Wednesday 20 April 2011

'Efficiency' is in the eye of the beholder

From the Guardian:
One of the big debates around the NHS is whether its budget should be allowed to grow in line with "healthcare inflation", a rate above the national standard that factors in people living longer and demanding more from the service. But Sir John Oldham, the Department of Health's national clinical lead on quality and productivity, has little time for the argument.
"It's a cop out, is my response," he says. "The challenge we face is one we can't face by doing things as we do now.
"When people give that challenge to me in a room of clinicians, I ask them each to write down, if they can, one or two things in the last week, in their personal day-to-day frontline experience, with a waste. And I have never walked out of a room without everybody being able to put something down."

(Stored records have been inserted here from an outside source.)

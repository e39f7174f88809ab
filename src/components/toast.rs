//! Transient notification element and its page-wide handle.

#[cfg(test)]
#[path = "toast_test.rs"]
mod toast_test;

use leptos::prelude::*;

use crate::state::toast::{Notify, TOAST_ID, ToastState};

/// Copyable handle through which any component raises a toast.
#[derive(Clone, Copy)]
pub struct Toaster {
    state: RwSignal<ToastState>,
    hide_after_ms: u32,
}

impl Toaster {
    pub fn new(hide_after_ms: u32) -> Self {
        Self { state: RwSignal::new(ToastState::default()), hide_after_ms }
    }

    /// Render the toast element into `<body>`, once per page.
    ///
    /// Later calls return the handle created by the first one.
    #[cfg(feature = "csr")]
    pub fn install(document: &web_sys::Document, hide_after_ms: u32) -> Self {
        if let Some(existing) = INSTALLED.with(std::cell::Cell::get) {
            return existing;
        }
        let toaster = Self::new(hide_after_ms);
        if let Some(body) = document.body() {
            // Static markup may ship its own placeholder; ours replaces it.
            if let Some(stale) = document.get_element_by_id(TOAST_ID) {
                stale.remove();
            }
            let state = toaster.state;
            leptos::mount::mount_to(body, move || view! { <Toast state/> }).forget();
        }
        INSTALLED.with(|cell| cell.set(Some(toaster)));
        toaster
    }
}

#[cfg(feature = "csr")]
thread_local! {
    static INSTALLED: std::cell::Cell<Option<Toaster>> = const { std::cell::Cell::new(None) };
}

impl Notify for Toaster {
    fn notify(&self, message: &str) {
        let ticket = self.state.try_update(|t| t.show(message)).unwrap_or_default();
        #[cfg(feature = "csr")]
        {
            let state = self.state;
            gloo_timers::callback::Timeout::new(self.hide_after_ms, move || {
                state.update(|t| {
                    t.expire(ticket);
                });
            })
            .forget();
        }
        #[cfg(not(feature = "csr"))]
        {
            let _ = ticket;
        }
    }
}

/// The single toast element.
#[component]
pub fn Toast(state: RwSignal<ToastState>) -> impl IntoView {
    view! {
        <div id=TOAST_ID class="toast-lite" class:show=move || state.with(|t| t.visible) role="status" aria-live="polite">
            {move || state.with(|t| t.message.clone())}
        </div>
    }
}
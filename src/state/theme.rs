//! Light/dark theme state.
//!
//! The stored preference lives under a single `localStorage` key with value
//! `"dark"` or `"light"`. Anything else, including absence, reads as light.

#[cfg(test)]
#[path = "theme_test.rs"]
mod theme_test;

use crate::util::preference::PreferenceStore;

pub const THEME_STORAGE_KEY: &str = "theme";
pub const DARK_BODY_CLASS: &str = "theme-dark";
pub const THEME_TOGGLE_ID: &str = "themeToggle";

#[derive(Clone, Copy, Debug, Default, PartialEq, Eq)]
pub enum ThemeMode {
    #[default]
    Light,
    Dark,
}

impl ThemeMode {
    #[must_use]
    pub fn from_stored(raw: Option<&str>) -> Self {
        match raw {
            Some("dark") => Self::Dark,
            _ => Self::Light,
        }
    }

    #[must_use]
    pub fn as_str(self) -> &'static str {
        match self {
            Self::Light => "light",
            Self::Dark => "dark",
        }
    }

    #[must_use]
    pub fn toggled(self) -> Self {
        match self {
            Self::Light => Self::Dark,
            Self::Dark => Self::Light,
        }
    }

    #[must_use]
    pub fn is_dark(self) -> bool {
        self == Self::Dark
    }

    /// Icon shown on the toggle: a moon while light, a sun while dark.
    #[must_use]
    pub fn icon_class(self) -> &'static str {
        match self {
            Self::Light => "bi bi-moon-stars",
            Self::Dark => "bi bi-sun",
        }
    }

    /// Toast text announcing the mode just switched to.
    #[must_use]
    pub fn announcement(self) -> &'static str {
        match self {
            Self::Light => "Light mode",
            Self::Dark => "Dark mode",
        }
    }
}

/// Theme mode bound to its persistence.
#[derive(Debug)]
pub struct ThemeController<S> {
    store: S,
    key: String,
    mode: ThemeMode,
}

impl<S: PreferenceStore> ThemeController<S> {
    /// Read the initial mode from `store`.
    pub fn load(store: S, key: impl Into<String>) -> Self {
        let key = key.into();
        let mode = ThemeMode::from_stored(store.get(&key).as_deref());
        Self { store, key, mode }
    }

    #[must_use]
    pub fn mode(&self) -> ThemeMode {
        self.mode
    }

    /// Switch to `mode` and persist it. Returns whether anything changed.
    pub fn set(&mut self, mode: ThemeMode) -> bool {
        if self.mode == mode {
            return false;
        }
        self.mode = mode;
        self.store.set(&self.key, mode.as_str());
        true
    }

    /// Flip the mode, persist it, and return the new mode.
    pub fn toggle(&mut self) -> ThemeMode {
        let next = self.mode.toggled();
        self.set(next);
        next
    }
}
//! Page-level configuration.
//!
//! Defaults reproduce the homepage's built-in behavior. A page may override
//! any subset of fields with a JSON block:
//!
//! ```html
//! <script type="application/json" id="site-config">{ "toast_ms": 2000 }</script>
//! ```

use serde::Deserialize;

use crate::error::ConfigError;
use crate::state::drawer::DrawerPolicy;
use crate::state::spy::DEFAULT_THRESHOLDS;
use crate::state::theme::THEME_STORAGE_KEY;
use crate::state::toast::DEFAULT_TOAST_MS;
use crate::util::animation::AnimationOptions;
use crate::util::contact::{ContactField, default_contacts};

/// Element id of the optional JSON configuration block.
pub const CONFIG_ELEMENT_ID: &str = "site-config";
pub const DEFAULT_LOG_LEVEL: log::Level = log::Level::Warn;

#[derive(Debug, Clone, PartialEq, Deserialize)]
#[serde(default)]
pub struct SiteConfig {
    pub toast_ms: u32,
    pub theme_storage_key: String,
    pub contacts: Vec<ContactField>,
    pub drawer: DrawerPolicy,
    pub spy_thresholds: Vec<f64>,
    pub animation: AnimationOptions,
    pub log_level: String,
}

impl Default for SiteConfig {
    fn default() -> Self {
        Self {
            toast_ms: DEFAULT_TOAST_MS,
            theme_storage_key: THEME_STORAGE_KEY.to_owned(),
            contacts: default_contacts(),
            drawer: DrawerPolicy::default(),
            spy_thresholds: DEFAULT_THRESHOLDS.to_vec(),
            animation: AnimationOptions::default(),
            log_level: DEFAULT_LOG_LEVEL.as_str().to_ascii_lowercase(),
        }
    }
}

impl SiteConfig {
    /// Parse a JSON override block. Missing fields keep their defaults.
    pub fn from_json(raw: &str) -> Result<Self, ConfigError> {
        let mut config: Self = serde_json::from_str(raw)?;
        if config.spy_thresholds.is_empty() {
            config.spy_thresholds = DEFAULT_THRESHOLDS.to_vec();
        }
        Ok(config)
    }

    /// Resolve the configured log level, falling back to `warn`.
    pub fn log_level(&self) -> log::Level {
        self.log_level.trim().parse().unwrap_or(DEFAULT_LOG_LEVEL)
    }

    /// Read `#site-config` from the document, if present.
    ///
    /// Returns the defaults together with the parse error when the block is
    /// malformed so the caller can report it once logging is up.
    #[cfg(feature = "csr")]
    pub fn from_document(document: &web_sys::Document) -> (Self, Option<ConfigError>) {
        let Some(raw) = document
            .get_element_by_id(CONFIG_ELEMENT_ID)
            .and_then(|el| el.text_content())
        else {
            return (Self::default(), None);
        };
        match Self::from_json(&raw) {
            Ok(config) => (config, None),
            Err(err) => (Self::default(), Some(err)),
        }
    }
}

#[cfg(test)]
#[path = "config_test.rs"]
mod tests;
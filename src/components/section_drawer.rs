//! Off-canvas section navigation.
//!
//! Renders the backdrop and the panel. The trigger button lives in the page
//! header and is wired by the drawer mount task.

use leptos::prelude::*;

use crate::state::drawer::{DRAWER_ID, DrawerEvent, DrawerState, SectionLink};

/// Backdrop plus panel listing `links`.
#[component]
pub fn SectionDrawer(drawer: RwSignal<DrawerState>, links: Vec<SectionLink>) -> impl IntoView {
    let on_backdrop = move |_| {
        drawer.update(|d| {
            d.handle(DrawerEvent::BackdropClicked);
        });
    };
    let on_close = move |_| {
        drawer.update(|d| {
            d.handle(DrawerEvent::CloseClicked);
        });
    };

    view! {
        <div id="sectionDrawerBackdrop" class="drawer-backdrop" on:click=on_backdrop></div>
        <aside id=DRAWER_ID class="section-drawer" aria-hidden=move || drawer.get().aria_hidden()>
            <div class="drawer-header">
                <div class="drawer-title">"Sections"</div>
                <button type="button" class="btn-soft drawer-close" aria-label="Close menu" on:click=on_close>
                    <i class="bi bi-x"></i>
                </button>
            </div>
            <nav class="drawer-links" aria-label="Section links">
                {links.into_iter().map(|link| view! { <DrawerLink drawer link/> }).collect_view()}
            </nav>
        </aside>
    }
}

/// Link that scrolls to its section, rewrites the fragment, and closes.
#[component]
fn DrawerLink(drawer: RwSignal<DrawerState>, link: SectionLink) -> impl IntoView {
    let SectionLink { href, label } = link;
    #[cfg(feature = "csr")]
    let target_href = href.clone();

    let on_click = move |ev: leptos::ev::MouseEvent| {
        #[cfg(feature = "csr")]
        {
            use crate::state::drawer::ScrollMode;
            use crate::util::dom;

            let Some(target) = dom::document().and_then(|d| d.get_element_by_id(target_href.trim_start_matches('#')))
            else {
                return;
            };
            ev.prevent_default();
            dom::scroll_to(&target, ScrollMode::for_reduced_motion(dom::prefers_reduced_motion()));
            dom::replace_fragment(&target_href);
        }
        #[cfg(not(feature = "csr"))]
        {
            let _ = ev;
        }
        drawer.update(|d| {
            d.handle(DrawerEvent::LinkActivated);
        });
    };

    view! {
        <a href=href class="drawer-link" on:click=on_click>
            {label}
        </a>
    }
}
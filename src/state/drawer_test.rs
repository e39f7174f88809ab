use super::*;

// =============================================================
// DrawerState
// =============================================================

#[test]
fn default_is_closed() {
    let state = DrawerState::default();
    assert!(!state.is_open());
    assert_eq!(state.aria_expanded(), "false");
    assert_eq!(state.aria_hidden(), "true");
}

#[test]
fn toggle_opens_and_sets_open_attributes() {
    let mut state = DrawerState::default();
    assert!(state.handle(DrawerEvent::ToggleClicked));
    assert!(state.is_open());
    assert_eq!(state.aria_expanded(), "true");
    assert_eq!(state.aria_hidden(), "false");
}

#[test]
fn toggle_twice_closes() {
    let mut state = DrawerState::default();
    state.handle(DrawerEvent::ToggleClicked);
    state.handle(DrawerEvent::ToggleClicked);
    assert!(!state.is_open());
}

#[test]
fn every_dismiss_event_closes_an_open_drawer() {
    for event in [
        DrawerEvent::EscapePressed,
        DrawerEvent::BackdropClicked,
        DrawerEvent::CloseClicked,
        DrawerEvent::LinkActivated,
    ] {
        let mut state = DrawerState::default();
        state.handle(DrawerEvent::ToggleClicked);
        assert!(state.handle(event), "{event:?} should close");
        assert!(!state.is_open());
        assert_eq!(state.aria_expanded(), "false");
        assert_eq!(state.aria_hidden(), "true");
    }
}

#[test]
fn escape_while_closed_changes_nothing() {
    let mut state = DrawerState::default();
    assert!(!state.handle(DrawerEvent::EscapePressed));
    assert!(!state.is_open());
}

// =============================================================
// SectionLink
// =============================================================

#[test]
fn section_link_requires_existing_fragment_target() {
    let exists = |id: &str| id == "about";
    assert!(SectionLink::from_anchor("#about", "About", exists).is_some());
    assert!(SectionLink::from_anchor("#missing", "Missing", exists).is_none());
    assert!(SectionLink::from_anchor("cv.pdf", "CV", exists).is_none());
    assert!(SectionLink::from_anchor("#", "Top", |_| true).is_none());
}

#[test]
fn section_link_label_falls_back_to_id() {
    let link = SectionLink::from_anchor("#about", "   ", |_| true).unwrap();
    assert_eq!(link.label, "about");
    assert_eq!(link.target_id(), "about");

    let link = SectionLink::from_anchor("#about", "  About me \n", |_| true).unwrap();
    assert_eq!(link.label, "About me");
}

// =============================================================
// DrawerPolicy
// =============================================================

#[test]
fn existing_toggle_requires_the_toggle() {
    assert_eq!(
        DrawerPolicy::ExistingToggle.plan(4, false),
        Err(MountSkip::MissingAnchor("#drawerToggle"))
    );
}

#[test]
fn existing_toggle_without_links_hides_toggle() {
    assert_eq!(DrawerPolicy::ExistingToggle.plan(0, true), Ok(DrawerPlan::HideToggle));
}

#[test]
fn existing_toggle_builds_with_one_link() {
    assert_eq!(
        DrawerPolicy::ExistingToggle.plan(1, true),
        Ok(DrawerPlan::Build { synthesize_toggle: false })
    );
}

#[test]
fn synthesized_toggle_needs_minimum_links() {
    let policy = DrawerPolicy::SynthesizedToggle { min_links: 3 };
    assert_eq!(policy.plan(2, false), Err(MountSkip::TooFewLinks { found: 2, required: 3 }));
    assert_eq!(policy.plan(0, false), Err(MountSkip::NoSections));
    assert_eq!(policy.plan(3, false), Ok(DrawerPlan::Build { synthesize_toggle: true }));
}

#[test]
fn synthesized_toggle_reuses_existing_trigger() {
    let policy = DrawerPolicy::SynthesizedToggle { min_links: 3 };
    assert_eq!(policy.plan(5, true), Ok(DrawerPlan::Build { synthesize_toggle: false }));
}

#[test]
fn scroll_mode_respects_reduced_motion() {
    assert_eq!(ScrollMode::for_reduced_motion(true), ScrollMode::Instant);
    assert_eq!(ScrollMode::for_reduced_motion(false), ScrollMode::Smooth);
}
//! Thin `web-sys` wrappers for element lookup and small DOM mutations.
//!
//! Every helper swallows JS exceptions: a missing element or a refused
//! mutation leaves the page as it was. Refused mutations are logged at debug.

use wasm_bindgen::JsCast;
use wasm_bindgen::JsValue;
use wasm_bindgen::closure::Closure;
use web_sys::{Document, Element, EventTarget, HtmlElement, KeyboardEvent, MouseEvent};

use crate::state::drawer::ScrollMode;

/// Log a refused DOM call at debug level and carry on.
pub fn log_failure<T>(call: &str, result: Result<T, JsValue>) {
    if let Err(err) = result {
        log::debug!("{call} failed: {err:?}");
    }
}

pub fn set_attr(el: &Element, name: &str, value: &str) {
    log_failure("setAttribute", el.set_attribute(name, value));
}

pub fn set_style(el: &HtmlElement, property: &str, value: &str) {
    log_failure("style.setProperty", el.style().set_property(property, value));
}

pub fn document() -> Option<Document> {
    web_sys::window().and_then(|w| w.document())
}

/// First element matching `selector` in `document`.
pub fn query(document: &Document, selector: &str) -> Option<Element> {
    document.query_selector(selector).ok().flatten()
}

/// First element matching `selector` below `root`.
pub fn query_in(root: &Element, selector: &str) -> Option<Element> {
    root.query_selector(selector).ok().flatten()
}

/// All elements matching `selector` in `document`, in document order.
pub fn query_all(document: &Document, selector: &str) -> Vec<Element> {
    document
        .query_selector_all(selector)
        .map(|list| {
            (0..list.length())
                .filter_map(|i| list.get(i))
                .filter_map(|node| node.dyn_into::<Element>().ok())
                .collect()
        })
        .unwrap_or_default()
}

pub fn create(document: &Document, tag: &str) -> Option<HtmlElement> {
    document
        .create_element(tag)
        .ok()
        .and_then(|el| el.dyn_into::<HtmlElement>().ok())
}

/// Add or remove `class` on `<body>`.
pub fn set_body_class(document: &Document, class: &str, enabled: bool) {
    if let Some(body) = document.body() {
        log_failure("classList.toggle", body.class_list().toggle_with_force(class, enabled));
    }
}

pub fn set_class(el: &Element, class: &str, enabled: bool) {
    log_failure("classList.toggle", el.class_list().toggle_with_force(class, enabled));
}

/// Show `el` with its stylesheet display, or hide it inline.
pub fn set_visible(el: &Element, visible: bool) {
    let Some(el) = el.dyn_ref::<HtmlElement>() else {
        return;
    };
    if visible {
        log_failure("style.removeProperty", el.style().remove_property("display"));
    } else {
        set_style(el, "display", "none");
    }
}

pub fn prefers_reduced_motion() -> bool {
    web_sys::window()
        .and_then(|w| w.match_media("(prefers-reduced-motion: reduce)").ok().flatten())
        .map_or(false, |mq| mq.matches())
}

pub fn scroll_to(target: &Element, mode: ScrollMode) {
    let options = web_sys::ScrollIntoViewOptions::new();
    options.set_behavior(match mode {
        ScrollMode::Smooth => web_sys::ScrollBehavior::Smooth,
        ScrollMode::Instant => web_sys::ScrollBehavior::Auto,
    });
    options.set_block(web_sys::ScrollLogicalPosition::Start);
    target.scroll_into_view_with_scroll_into_view_options(&options);
}

/// Replace the URL fragment without adding a history entry.
pub fn replace_fragment(href: &str) {
    if let Some(history) = web_sys::window().and_then(|w| w.history().ok()) {
        log_failure("history.replaceState", history.replace_state_with_url(&JsValue::NULL, "", Some(href)));
    }
}

/// Attach a click listener for the lifetime of the page.
pub fn on_click(target: &EventTarget, handler: impl FnMut(MouseEvent) + 'static) {
    let cb = Closure::<dyn FnMut(MouseEvent)>::new(handler);
    log_failure("addEventListener", target.add_event_listener_with_callback("click", cb.as_ref().unchecked_ref()));
    cb.forget();
}

/// Attach a keydown listener for the lifetime of the page.
pub fn on_keydown(target: &EventTarget, handler: impl FnMut(KeyboardEvent) + 'static) {
    let cb = Closure::<dyn FnMut(KeyboardEvent)>::new(handler);
    log_failure("addEventListener", target.add_event_listener_with_callback("keydown", cb.as_ref().unchecked_ref()));
    cb.forget();
}

/// Run `handler` once `event` fires on `target`.
pub fn once(target: &EventTarget, event: &str, handler: impl FnOnce() + 'static) {
    let cb = Closure::once_into_js(handler);
    let options = web_sys::AddEventListenerOptions::new();
    options.set_once(true);
    log_failure(
        "addEventListener",
        target.add_event_listener_with_callback_and_add_event_listener_options(event, cb.unchecked_ref(), &options),
    );
}

/// `document.readyState`, read dynamically.
pub fn ready_state(document: &Document) -> Option<String> {
    js_sys::Reflect::get(document, &JsValue::from_str("readyState"))
        .ok()
        .and_then(|v| v.as_string())
}
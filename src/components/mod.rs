//! Leptos views injected into the static page.
//!
//! ARCHITECTURE
//! ============
//! Components render only from their state signals. Side effects that touch
//! markup the page already owns (body classes, existing nav links, storage)
//! are registered by the matching `mount` task.

pub mod publication_search;
pub mod section_drawer;
pub mod theme_toggle;
pub mod toast;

This view is popular with government ministers, who are increasing England's NHS budget by normal inflation and trying to obtain £20bn of annual savings through the Quality, Innovation, Productivity and Prevention (Qipp) programme. It is less popular with many staff and unions, who believe that Qipp means cuts. 
Unfortunately it isn't these frontline clinicians who get to make the savings, its the managers and bureaucrats and the only way they know to save money is to sack people, they have no idea what is going on at the frontline. This is the absolutely best part of the article:
All of this would add up to a shift in care for long term conditions equivalent to that which started in mental health a quarter of a century ago, when patients went from institutions to care in the community. He says there are already examples of the openness to change required, such as Tyne, Wear and Esk Valleys mental health foundation trust, which has trained nearly 50 of its staff in use of the Kaizen method for continuous improvement. This involves often simple changes, but made promptly: for example, after staff noticed that nurses were clustering at a station rather than walking around their wards, the trust removed the station the same night. (my emphasis)
Hah, as a doctor I've already had my office taken away (an office for some six doctors or more) and given to one modern matron to twiddle her thumbs and drink her coffee in (I now have to use the nurses' station), so I'm well aware what a massive time wasting pain in the arse it is to have some moron take away your desk space which you need to complete the tedious reams of paperwork the NHS now requires. Nice efficiency saving geniuses, maybe you could ask why they were all clustering at the nurses' station, probably all filling out  the mandatory risk assessment and care plans that are now required for all patients.